(Records begins)

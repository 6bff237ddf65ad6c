//! Hand landmarks, geometric features and sign classification

pub mod classifier;
pub mod features;
pub mod fixtures;
pub mod landmark;

pub use classifier::{
    classify, Classifier, FlatHandClassification, HandClassification, Sign, SignClassification,
};
pub use features::{BoundingBox, FeatureSet};
pub use landmark::{Finger, Frame, Hand, Handedness, InputError, Landmark, Vec3};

(Records ends)

Description of the task: Write out every line of the data exactly, leaving nothing out.

Result:
repository 6bff237ddf65ad6c
//! Hand landmarks, geometric features and sign classification

pub mod classifier;
pub mod features;
pub mod fixtures;
pub mod landmark;

pub use classifier::{
    classify, Classifier, FlatHandClassification, HandClassification, Sign, SignClassification,
};
pub use features::{BoundingBox, FeatureSet};
pub use landmark::{Finger, Frame, Hand, Handedness, InputError, Landmark, Vec3};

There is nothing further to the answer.